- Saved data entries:
□ □ □

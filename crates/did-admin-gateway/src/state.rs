//! Gateway application state.
//!
//! This module defines the shared state that is available to all request handlers.

use std::sync::Arc;

use did_admin_inventory::Inventory;

use crate::config::GatewayConfig;

/// Shared application state for the gateway.
pub struct GatewayState<I>
where
    I: Inventory,
{
    /// The inventory service.
    pub inventory: Arc<I>,
    /// Gateway configuration.
    pub config: GatewayConfig,
}

impl<I> GatewayState<I>
where
    I: Inventory,
{
    /// Create a new gateway state.
    #[must_use]
    pub fn new(inventory: Arc<I>, config: GatewayConfig) -> Self {
        Self { inventory, config }
    }
}

impl<I> Clone for GatewayState<I>
where
    I: Inventory,
{
    fn clone(&self) -> Self {
        Self {
            inventory: Arc::clone(&self.inventory),
            config: self.config.clone(),
        }
    }
}
//! Database schema definitions and column families.
//!
//! Each record store persists its full contents as one JSON blob, so the
//! `RocksDB` layout is a single column family keyed by storage key
//! (`didsData`, `companiesData`, `areaCodesData`, `dialBData`).

/// Column family names for the `RocksDB` database.
pub mod cf {
    /// Serialized record collections, keyed by storage key.
    pub const BLOBS: &str = "blobs";
}

/// Returns all column family names for database initialization.
#[must_use]
pub fn all_column_families() -> Vec<&'static str> {
    vec![cf::BLOBS]
}
//! Error types for the import pipeline.

use thiserror::Error;

/// A result type using `ImportError`.
pub type Result<T> = std::result::Result<T, ImportError>;

/// Errors raised while reading an uploaded CSV.
///
/// All of these are raised before anything is written.
#[derive(Debug, Clone, PartialEq, Eq, Error)]
pub enum ImportError {
    /// No row in the scanned window looks like a header.
    #[error("could not identify header row in CSV file; ensure the file has proper column headers")]
    HeaderNotFound,

    /// Nothing but blank or footer rows follow the header.
    #[error("no valid data rows found in CSV file")]
    EmptyDataset,

    /// A fixed-template import is missing expected headers.
    #[error("invalid CSV format, missing headers: {}", missing.join(", "))]
    HeaderMismatch {
        /// Expected headers that were absent.
        missing: Vec<String>,
    },
}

□ □ □

- WHAT YOU HAVE TO DO:
Look through the entries and find each line that has the string "GatewayConfig". Copy those lines.

- ANSWER SPACE:
use crate::config::GatewayConfig;
    pub config: GatewayConfig,
    pub fn new(inventory: Arc<I>, config: GatewayConfig) -> Self {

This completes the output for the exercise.